[GIVEN RECORDS Boundary: Start]

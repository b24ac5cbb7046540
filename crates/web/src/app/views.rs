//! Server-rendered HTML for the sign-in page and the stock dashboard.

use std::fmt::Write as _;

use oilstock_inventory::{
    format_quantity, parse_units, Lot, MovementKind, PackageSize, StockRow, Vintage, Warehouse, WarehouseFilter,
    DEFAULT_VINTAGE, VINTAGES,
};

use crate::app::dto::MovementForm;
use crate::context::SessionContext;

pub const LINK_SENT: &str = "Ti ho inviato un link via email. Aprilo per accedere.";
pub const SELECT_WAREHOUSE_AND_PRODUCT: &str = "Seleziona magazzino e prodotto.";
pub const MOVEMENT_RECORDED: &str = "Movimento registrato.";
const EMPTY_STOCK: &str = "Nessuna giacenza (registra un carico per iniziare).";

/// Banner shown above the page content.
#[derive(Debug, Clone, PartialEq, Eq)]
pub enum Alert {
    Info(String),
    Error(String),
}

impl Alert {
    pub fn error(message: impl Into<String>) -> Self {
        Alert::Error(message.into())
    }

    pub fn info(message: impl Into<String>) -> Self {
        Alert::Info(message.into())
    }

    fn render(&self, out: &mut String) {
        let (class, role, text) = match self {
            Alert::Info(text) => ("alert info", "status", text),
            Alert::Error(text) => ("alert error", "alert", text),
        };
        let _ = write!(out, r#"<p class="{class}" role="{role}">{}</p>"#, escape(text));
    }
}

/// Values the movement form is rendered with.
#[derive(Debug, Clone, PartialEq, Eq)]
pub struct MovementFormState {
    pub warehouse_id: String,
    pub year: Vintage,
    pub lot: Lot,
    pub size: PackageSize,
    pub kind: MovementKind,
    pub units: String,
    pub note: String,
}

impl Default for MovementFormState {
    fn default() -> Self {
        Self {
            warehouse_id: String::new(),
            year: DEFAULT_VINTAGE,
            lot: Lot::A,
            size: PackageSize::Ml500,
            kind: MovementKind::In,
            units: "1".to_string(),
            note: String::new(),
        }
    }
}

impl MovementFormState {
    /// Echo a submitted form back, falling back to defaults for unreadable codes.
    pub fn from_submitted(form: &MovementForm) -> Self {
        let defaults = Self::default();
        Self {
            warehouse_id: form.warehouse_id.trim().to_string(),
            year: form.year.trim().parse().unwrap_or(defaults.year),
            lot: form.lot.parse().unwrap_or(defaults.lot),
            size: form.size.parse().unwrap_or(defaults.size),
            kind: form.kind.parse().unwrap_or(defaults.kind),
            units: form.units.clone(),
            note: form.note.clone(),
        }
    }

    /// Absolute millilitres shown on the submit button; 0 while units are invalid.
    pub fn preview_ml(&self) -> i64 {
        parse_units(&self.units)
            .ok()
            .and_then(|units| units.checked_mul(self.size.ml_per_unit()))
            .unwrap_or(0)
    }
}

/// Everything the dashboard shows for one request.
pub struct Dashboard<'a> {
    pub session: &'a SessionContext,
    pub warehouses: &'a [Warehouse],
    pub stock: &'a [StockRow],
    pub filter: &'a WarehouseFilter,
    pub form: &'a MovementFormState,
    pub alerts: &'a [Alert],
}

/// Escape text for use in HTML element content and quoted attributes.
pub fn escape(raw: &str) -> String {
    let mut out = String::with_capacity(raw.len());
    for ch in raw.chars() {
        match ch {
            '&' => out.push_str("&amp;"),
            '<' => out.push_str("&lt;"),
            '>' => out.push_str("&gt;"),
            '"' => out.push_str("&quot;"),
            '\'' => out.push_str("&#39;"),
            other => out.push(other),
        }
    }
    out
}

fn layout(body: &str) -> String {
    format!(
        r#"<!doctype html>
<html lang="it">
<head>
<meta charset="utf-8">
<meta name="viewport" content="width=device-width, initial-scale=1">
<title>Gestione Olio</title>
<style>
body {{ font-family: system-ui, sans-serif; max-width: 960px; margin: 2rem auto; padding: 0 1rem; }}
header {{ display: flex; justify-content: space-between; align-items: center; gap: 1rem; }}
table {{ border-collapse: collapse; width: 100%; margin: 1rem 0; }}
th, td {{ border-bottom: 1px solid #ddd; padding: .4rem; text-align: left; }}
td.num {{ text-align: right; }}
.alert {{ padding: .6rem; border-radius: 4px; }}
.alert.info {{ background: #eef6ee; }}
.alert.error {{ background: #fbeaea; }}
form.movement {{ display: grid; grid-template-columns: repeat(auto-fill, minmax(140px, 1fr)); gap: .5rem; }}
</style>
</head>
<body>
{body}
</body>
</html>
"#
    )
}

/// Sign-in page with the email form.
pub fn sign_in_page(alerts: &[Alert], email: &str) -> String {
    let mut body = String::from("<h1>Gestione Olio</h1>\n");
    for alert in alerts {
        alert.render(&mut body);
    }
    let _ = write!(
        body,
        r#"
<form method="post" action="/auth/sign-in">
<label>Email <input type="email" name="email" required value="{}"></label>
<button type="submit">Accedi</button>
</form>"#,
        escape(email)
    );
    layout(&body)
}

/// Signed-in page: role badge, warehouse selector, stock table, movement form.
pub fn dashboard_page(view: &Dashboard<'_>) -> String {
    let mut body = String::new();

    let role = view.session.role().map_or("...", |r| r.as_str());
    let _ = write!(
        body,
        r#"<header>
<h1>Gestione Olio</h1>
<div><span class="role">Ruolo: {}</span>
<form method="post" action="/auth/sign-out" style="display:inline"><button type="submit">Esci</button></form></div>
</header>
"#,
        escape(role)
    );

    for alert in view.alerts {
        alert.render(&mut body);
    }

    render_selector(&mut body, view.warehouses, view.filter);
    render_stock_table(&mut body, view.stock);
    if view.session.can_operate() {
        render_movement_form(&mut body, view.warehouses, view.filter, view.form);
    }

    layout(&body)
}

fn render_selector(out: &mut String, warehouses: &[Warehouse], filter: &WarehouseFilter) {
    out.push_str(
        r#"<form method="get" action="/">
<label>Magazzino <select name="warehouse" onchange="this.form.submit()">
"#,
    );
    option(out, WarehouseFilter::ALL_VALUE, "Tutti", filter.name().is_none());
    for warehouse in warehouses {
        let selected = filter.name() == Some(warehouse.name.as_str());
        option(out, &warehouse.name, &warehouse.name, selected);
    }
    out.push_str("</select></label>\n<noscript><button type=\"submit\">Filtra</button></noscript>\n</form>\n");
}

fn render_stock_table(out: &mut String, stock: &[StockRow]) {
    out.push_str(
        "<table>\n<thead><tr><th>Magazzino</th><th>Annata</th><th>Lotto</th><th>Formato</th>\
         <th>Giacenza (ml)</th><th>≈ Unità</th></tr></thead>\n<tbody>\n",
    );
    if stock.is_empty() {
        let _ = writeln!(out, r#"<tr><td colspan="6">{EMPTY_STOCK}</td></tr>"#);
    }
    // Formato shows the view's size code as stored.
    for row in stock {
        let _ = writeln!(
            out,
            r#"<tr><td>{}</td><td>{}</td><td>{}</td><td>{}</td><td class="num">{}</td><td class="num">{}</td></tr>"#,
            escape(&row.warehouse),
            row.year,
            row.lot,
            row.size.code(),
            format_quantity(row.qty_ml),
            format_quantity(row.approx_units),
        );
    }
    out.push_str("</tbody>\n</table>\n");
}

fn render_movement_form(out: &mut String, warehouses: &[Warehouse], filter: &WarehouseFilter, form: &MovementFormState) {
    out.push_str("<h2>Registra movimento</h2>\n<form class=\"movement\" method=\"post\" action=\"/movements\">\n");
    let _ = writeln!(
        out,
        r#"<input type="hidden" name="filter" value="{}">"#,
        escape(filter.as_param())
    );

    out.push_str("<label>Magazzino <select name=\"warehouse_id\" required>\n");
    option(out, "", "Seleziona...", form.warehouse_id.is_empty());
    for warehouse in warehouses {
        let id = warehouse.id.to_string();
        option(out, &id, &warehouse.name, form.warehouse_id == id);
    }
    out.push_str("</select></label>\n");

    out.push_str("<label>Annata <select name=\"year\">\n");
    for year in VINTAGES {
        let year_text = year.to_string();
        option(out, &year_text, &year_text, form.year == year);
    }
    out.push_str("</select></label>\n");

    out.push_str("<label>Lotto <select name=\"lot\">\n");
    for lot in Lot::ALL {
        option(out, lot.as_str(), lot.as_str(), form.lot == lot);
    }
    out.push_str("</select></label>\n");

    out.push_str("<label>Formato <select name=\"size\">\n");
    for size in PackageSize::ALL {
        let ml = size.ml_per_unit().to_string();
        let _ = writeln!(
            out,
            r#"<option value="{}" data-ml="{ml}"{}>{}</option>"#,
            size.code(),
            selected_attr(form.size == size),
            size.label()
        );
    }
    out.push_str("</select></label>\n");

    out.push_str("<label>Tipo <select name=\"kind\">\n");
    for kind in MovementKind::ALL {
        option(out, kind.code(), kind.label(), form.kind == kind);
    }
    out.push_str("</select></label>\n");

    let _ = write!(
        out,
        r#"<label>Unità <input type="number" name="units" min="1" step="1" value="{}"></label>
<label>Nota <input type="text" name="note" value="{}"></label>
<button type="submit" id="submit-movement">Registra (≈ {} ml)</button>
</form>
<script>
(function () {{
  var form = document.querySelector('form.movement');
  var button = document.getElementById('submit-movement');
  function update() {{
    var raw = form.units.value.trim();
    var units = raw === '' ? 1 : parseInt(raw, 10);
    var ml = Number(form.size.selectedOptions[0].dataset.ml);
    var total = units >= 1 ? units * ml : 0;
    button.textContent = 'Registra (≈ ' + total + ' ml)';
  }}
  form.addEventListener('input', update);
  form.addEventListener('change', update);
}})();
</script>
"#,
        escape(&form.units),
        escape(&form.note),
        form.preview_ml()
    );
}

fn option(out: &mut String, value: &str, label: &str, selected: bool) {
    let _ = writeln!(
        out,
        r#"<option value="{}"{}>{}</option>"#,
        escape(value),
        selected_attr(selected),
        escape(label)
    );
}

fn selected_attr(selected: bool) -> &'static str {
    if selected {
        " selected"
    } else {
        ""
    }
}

[GIVEN RECORDS Boundary: End]

# YOUR OBJECTIVE
Only the lines from the beginning of the material to the line containing "pub enum Alert" should be echoed, verbatim and in full.

# TASK SOLUTION
repository b24ac5cbb7046540
filename crates/web/src/app/views.rs
//! Server-rendered HTML for the sign-in page and the stock dashboard.

use std::fmt::Write as _;

use oilstock_inventory::{
    format_quantity, parse_units, Lot, MovementKind, PackageSize, StockRow, Vintage, Warehouse, WarehouseFilter,
    DEFAULT_VINTAGE, VINTAGES,
};

use crate::app::dto::MovementForm;
use crate::context::SessionContext;

pub const LINK_SENT: &str = "Ti ho inviato un link via email. Aprilo per accedere.";
pub const SELECT_WAREHOUSE_AND_PRODUCT: &str = "Seleziona magazzino e prodotto.";
pub const MOVEMENT_RECORDED: &str = "Movimento registrato.";
const EMPTY_STOCK: &str = "Nessuna giacenza (registra un carico per iniziare).";

/// Banner shown above the page content.
#[derive(Debug, Clone, PartialEq, Eq)]
pub enum Alert {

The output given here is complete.